Reviews 2013
Reviews 2013
✭✭✩✩✩
by Amy Lee Lavoie, directed by Ron Jenkins
Factory Theatre, Factory Theatre Mainspace, Toronto
May 9-26, 2013
“South Porcupine is Less Interesting Than You Might Think”
Stopheart by Amy Lee Lavoie, now having its world premiere at Factory Theatre, is a lot like the people living in its setting of South Porcupine, Ontario. It has lots of things it wants to do, but nowhere to go. Act 1 spends so much time introducing the characters and their quirks, it forgets to create a plot. In Act 2 a plot suddenly appears and then vanishes about a half hour later. The flaws in Stopheart are so obvious, it’s surprising anyone thought is was ready for a full production.
Given that the author herself is from South Porcupine, you might think the play would have a ring of authenticity. In fact, Lavoie’s portrayal of small town life is so generalized and clichéd that the action could be set in any small town in Canada not near a big city. The central character is Elian Fink (Amitai Marmorstein), a name chosen because it is funny. Too bad that last name has already been overused for that purpose (e.g. the movie Barton Fink). Elian is a store clerk at Freshie Mart, which, contrary to its name, seems to stock only canned goods. He peers into the night sky and in Lavoie’s variably successful flights of poetic prose, yearns for something more. Why do parents ask him to “try” harder? Why don’t they ask him to “fly”?
We don’t actually ever see Elian’s parents ask him to do anything except participate in acting out various scenes of his mother’s funeral. His mother Goldie (Elizabeth Saunders) has a hole in her heart and has the notion that to prepare her husband Cricket (Martin Julien) and Elian for her death (at some unknown time in the future), they should all practice the parts they will play at her funeral each day. The single funniest thing in the play is nothing said but the hand-decorated pastel casket Cricket has made for Goldie complete with mini marquee lighting inside. Once the casket is revealed, Goldie’s funeral rehearsals generate humour in inverse proportion to the enormous amount of time Lavoie spends on them.
Away from home, Elian’s only friend is July (Vivian Endicott-Douglas), a plump foul-mouthed co-worker at Freshie Mart. Whether she is or is not attracted to Elian is completely unclear. After meandering along through sitcom-like skits set either at Elian’s home or the store, one sign appears to indicate that something may happen in the play. This is the arrival of July’s half-brother Bear (Garret C. Smith), a half-native Canadian who shares a mother with July. He has unexpected been paroled from prison for good behaviour. What precisely he did is never clear. He says he took a hit for July, but Lavoie never tells us what happened. All she lets us know is that July is not happy to see Bear and that she thinks that Elian should never see him.
Elian is so odd, and his family even odder, that when he tells Goldie in Act 1 that he thinks he might be gay, we think nothing of it.
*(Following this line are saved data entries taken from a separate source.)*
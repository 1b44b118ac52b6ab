//! File type detection

use std::path::Path;

#[derive(Debug, Clone, Copy, PartialEq, Eq)]
pub enum FileType {
    Pdf,
    Text,
    Markdown,
    Json,
    Unknown,
}

impl FileType {
    pub fn from_extension(ext: &str) -> Self {
        match ext.to_lowercase().as_str() {
            "pdf" => FileType::Pdf,
            "txt" | "text" => FileType::Text,
            "md" | "markdown" => FileType::Markdown,
            "json" => FileType::Json,
            _ => FileType::Unknown,
        }
    }

    pub fn from_path(path: &Path) -> Self {
        path.extension()
            .and_then(|ext| ext.to_str())
            .map_or(FileType::Unknown, Self::from_extension)
    }

    /// Formats that hold a single free-text document.
    pub fn is_document(&self) -> bool {
        matches!(self, FileType::Pdf | FileType::Text | FileType::Markdown)
    }
}
//! Loads profiles, jobs and match history from local files

use crate::error::{CareerMirrorError, Result};
use crate::input::file_detector::FileType;
use crate::input::text_extractor::{MarkdownExtractor, PdfExtractor, PlainTextExtractor, TextExtractor};
use crate::processing::document::{JobInput, MatchRecord, ProfileInput};
use anyhow::Context;
use log::{info, warn};
use std::collections::HashMap;
use std::path::{Path, PathBuf};

pub struct InputManager {
    cache: HashMap<PathBuf, String>,
    enable_cache: bool,
}

impl Default for InputManager {
    fn default() -> Self {
        Self::new()
    }
}

impl InputManager {
    pub fn new() -> Self {
        Self {
            cache: HashMap::new(),
            enable_cache: true,
        }
    }

    pub fn with_cache(mut self, enable: bool) -> Self {
        self.enable_cache = enable;
        self
    }

    /// Read a txt, md or pdf file as plain text.
    pub async fn extract_text(&mut self, path: &Path) -> Result<String> {
        if self.enable_cache {
            if let Some(cached) = self.cache.get(path) {
                info!("Using cached text for: {}", path.display());
                return Ok(cached.clone());
            }
        }

        if !path.exists() {
            return Err(CareerMirrorError::InvalidInput(format!(
                "File does not exist: {}",
                path.display()
            )));
        }

        let text = match FileType::from_path(path) {
            FileType::Pdf => {
                info!("Extracting text from PDF: {}", path.display());
                PdfExtractor.extract(path).await?
            }
            FileType::Text => {
                info!("Reading plain text file: {}", path.display());
                PlainTextExtractor.extract(path).await?
            }
            FileType::Markdown => {
                info!("Processing markdown file: {}", path.display());
                MarkdownExtractor.extract(path).await?
            }
            FileType::Json | FileType::Unknown => {
                return Err(CareerMirrorError::UnsupportedFormat(format!(
                    "Expected a .txt, .md or .pdf document: {}",
                    path.display()
                )));
            }
        };

        if text.trim().is_empty() {
            warn!("No text extracted from {}", path.display());
        }

        if self.enable_cache {
            self.cache.insert(path.to_path_buf(), text.clone());
        }

        Ok(text)
    }

    pub async fn load_profile(&mut self, path: &Path, declared_skills: Vec<String>) -> Result<ProfileInput> {
        let text = self.extract_text(path).await?;
        Ok(ProfileInput::new(file_id(path), text).with_declared_skills(declared_skills))
    }

    pub async fn load_job(&mut self, path: &Path) -> Result<JobInput> {
        let text = self.extract_text(path).await?;
        Ok(JobInput::new(file_id(path), text))
    }

    /// Jobs from documents, directories of documents, or JSON arrays of jobs.
    pub async fn load_jobs(&mut self, paths: &[PathBuf]) -> Result<Vec<JobInput>> {
        let mut jobs = Vec::new();

        for path in paths {
            if path.is_dir() {
                for entry in document_files(path)? {
                    jobs.push(self.load_job(&entry).await?);
                }
            } else if FileType::from_path(path) == FileType::Json {
                let content = tokio::fs::read_to_string(path).await?;
                let mut parsed: Vec<JobInput> = serde_json::from_str(&content)?;
                for job in &mut parsed {
                    if job.title.is_none() {
                        job.title = JobInput::new(&job.id, job.text.clone()).title;
                    }
                }
                jobs.extend(parsed);
            } else {
                jobs.push(self.load_job(path).await?);
            }
        }

        if jobs.is_empty() {
            return Err(CareerMirrorError::InvalidInput(
                "No job descriptions found in the given paths".to_string(),
            ));
        }

        Ok(jobs)
    }

    /// A JSON array of stored match records.
    pub async fn load_history(&self, path: &Path) -> Result<Vec<MatchRecord>> {
        let content = tokio::fs::read_to_string(path).await?;
        let history: Vec<MatchRecord> = serde_json::from_str(&content)?;
        info!("Loaded {} match records from {}", history.len(), path.display());
        Ok(history)
    }

    pub fn clear_cache(&mut self) {
        self.cache.clear();
    }

    pub fn cache_size(&self) -> usize {
        self.cache.len()
    }
}

fn file_id(path: &Path) -> String {
    path.file_stem()
        .map(|stem| stem.to_string_lossy().to_string())
        .unwrap_or_else(|| path.display().to_string())
}

fn document_files(dir: &Path) -> Result<Vec<PathBuf>> {
    let mut files: Vec<PathBuf> = std::fs::read_dir(dir)
        .with_context(|| format!("Failed to list job directory {}", dir.display()))?
        .filter_map(|entry| entry.ok().map(|e| e.path()))
        .filter(|path| path.is_file() && FileType::from_path(path).is_document())
        .collect();
    files.sort();
    Ok(files)
}

#[cfg(test)]
mod tests {
    use super::*;

    #[tokio::test]
    async fn test_load_jobs_from_directory_in_name_order() {
        let dir = tempfile::tempdir().unwrap();
        std::fs::write(dir.path().join("b.txt"), "Required: Go").unwrap();
        std::fs::write(dir.path().join("a.md"), "Required: Rust").unwrap();
        std::fs::write(dir.path().join("notes.csv"), "ignored").unwrap();

        let mut manager = InputManager::new();
        let jobs = manager.load_jobs(&[dir.path().to_path_buf()]).await.unwrap();

        let ids: Vec<&str> = jobs.iter().map(|j| j.id.as_str()).collect();
        assert_eq!(ids, vec!["a", "b"]);
    }

    #[tokio::test]
    async fn test_unsupported_and_missing_files() {
        let dir = tempfile::tempdir().unwrap();
        let csv = dir.path().join("cv.csv");
        std::fs::write(&csv, "x").unwrap();

        let mut manager = InputManager::new();
        assert!(matches!(
            manager.extract_text(&csv).await,
            Err(CareerMirrorError::UnsupportedFormat(_))
        ));
        assert!(matches!(
            manager.extract_text(&dir.path().join("missing.txt")).await,
            Err(CareerMirrorError::InvalidInput(_))
        ));
    }

    #[tokio::test]
    async fn test_text_is_cached() {
        let dir = tempfile::tempdir().unwrap();
        let path = dir.path().join("cv.txt");
        std::fs::write(&path, "Rust").unwrap();

        let mut manager = InputManager::new();
        manager.extract_text(&path).await.unwrap();
        std::fs::write(&path, "changed").unwrap();
        assert_eq!(manager.extract_text(&path).await.unwrap(), "Rust");
        assert_eq!(manager.cache_size(), 1);

        manager.clear_cache();
        assert_eq!(manager.cache_size(), 0);
        assert_eq!(manager.extract_text(&path).await.unwrap(), "changed");
    }

    #[tokio::test]
    async fn test_cache_can_be_disabled() {
        let dir = tempfile::tempdir().unwrap();
        let path = dir.path().join("job.md");
        std::fs::write(&path, "Required: Go").unwrap();

        let mut manager = InputManager::new().with_cache(false);
        manager.extract_text(&path).await.unwrap();
        std::fs::write(&path, "Required: Rust").unwrap();

        assert_eq!(manager.extract_text(&path).await.unwrap(), "Required: Rust");
        assert_eq!(manager.cache_size(), 0);
    }
}
//! career-mirror library: skill extraction, requirement tiers, match scoring and profile reports

pub mod cli;
pub mod config;
pub mod error;
pub mod input;
pub mod output;
pub mod processing;

pub use config::Config;
pub use error::{CareerMirrorError, Result};
//! Error handling for the career mirror matcher

use thiserror::Error;

#[derive(Error, Debug)]
pub enum CareerMirrorError {
    #[error("IO error: {0}")]
    Io(#[from] std::io::Error),

    #[error("PDF extraction error: {0}")]
    PdfExtraction(String),

    #[error("Pattern compilation error: {0}")]
    Pattern(#[from] regex::Error),

    #[error("Skill matcher construction error: {0}")]
    Matcher(String),

    #[error("Similarity error: {0}")]
    Similarity(String),

    #[error("Configuration error: {0}")]
    Configuration(String),

    #[error("File format not supported: {0}")]
    UnsupportedFormat(String),

    #[error("Serialization error: {0}")]
    Serialization(#[from] serde_json::Error),

    #[error("Invalid input: {0}")]
    InvalidInput(String),

    #[error("Analysis failed: {0}")]
    AnalysisFailed(String),
}

pub type Result<T> = std::result::Result<T, CareerMirrorError>;

/// Convert anyhow errors to our custom error type
impl From<anyhow::Error> for CareerMirrorError {
    fn from(err: anyhow::Error) -> Self {
        CareerMirrorError::AnalysisFailed(err.to_string())
    }
}

impl From<aho_corasick::BuildError> for CareerMirrorError {
    fn from(err: aho_corasick::BuildError) -> Self {
        CareerMirrorError::Matcher(err.to_string())
    }
}
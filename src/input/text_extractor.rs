//! Text extraction from profile and job files

use crate::error::{CareerMirrorError, Result};
use pulldown_cmark::{Event, Parser, Tag};
use std::path::Path;
use tokio::fs;

pub trait TextExtractor {
    fn extract(&self, path: &Path) -> impl std::future::Future<Output = Result<String>> + Send;
}

pub struct PdfExtractor;

impl TextExtractor for PdfExtractor {
    async fn extract(&self, path: &Path) -> Result<String> {
        let bytes = fs::read(path).await?;

        pdf_extract::extract_text_from_mem(&bytes).map_err(|e| {
            CareerMirrorError::PdfExtraction(format!(
                "Failed to extract text from PDF '{}': {}",
                path.display(),
                e
            ))
        })
    }
}

pub struct PlainTextExtractor;

impl TextExtractor for PlainTextExtractor {
    async fn extract(&self, path: &Path) -> Result<String> {
        Ok(fs::read_to_string(path).await?)
    }
}

pub struct MarkdownExtractor;

impl TextExtractor for MarkdownExtractor {
    async fn extract(&self, path: &Path) -> Result<String> {
        let markdown = fs::read_to_string(path).await?;
        Ok(markdown_to_text(&markdown))
    }
}

/// Flatten Markdown to plain text.
///
/// Blocks stay separated by blank lines and list items keep a leading "- ".
/// A label ending in ':' stays attached to the block after it.
pub fn markdown_to_text(markdown: &str) -> String {
    let mut out = String::new();

    for event in Parser::new(markdown) {
        match event {
            Event::Start(Tag::Item) => {
                if !out.is_empty() && !out.ends_with('\n') {
                    out.push('\n');
                }
                out.push_str("- ");
            }
            Event::End(Tag::Item) => {
                if !out.ends_with('\n') {
                    out.push('\n');
                }
            }
            Event::End(Tag::Paragraph) | Event::End(Tag::Heading(..)) => {
                if !out.ends_with('\n') {
                    out.push('\n');
                }
                // Loose list items wrap their text in paragraphs; a trailing
                // colon marks a section label that owns the following block.
                if !out.ends_with("\n\n")
                    && !last_line_is_item(&out)
                    && !out.trim_end().ends_with(':')
                {
                    out.push('\n');
                }
            }
            Event::End(Tag::List(_)) => {
                if !out.ends_with("\n\n") {
                    out.push('\n');
                }
            }
            Event::Text(text) | Event::Code(text) => out.push_str(&text),
            Event::SoftBreak => out.push(' '),
            Event::HardBreak => out.push('\n'),
            _ => {}
        }
    }

    out.trim().to_string()
}

fn last_line_is_item(out: &str) -> bool {
    out.trim_end_matches('\n')
        .rsplit('\n')
        .next()
        .map_or(false, |line| line.starts_with("- "))
}
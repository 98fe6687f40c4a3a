//! Domain models for the console.
//!
//! Backend records live in `tableside_core`; this module holds the state the
//! console itself keeps between requests.

pub mod session;

pub use session::{SessionContext, keys as session_keys};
We continue to think nothing of it when Elian sees Bear on July’s fire-escape at night and calls him “Romeo”. It seems just another weird thing of many he has said. That’s too bad since this turns out to be a major point in Act 2, when the plot finally arrives and we see that Elian has developed a crush on Bear. Lavoie has given us so little information about Bear that it’s impossible to judge whether what happens when Elian does meet Bear makes sense or not.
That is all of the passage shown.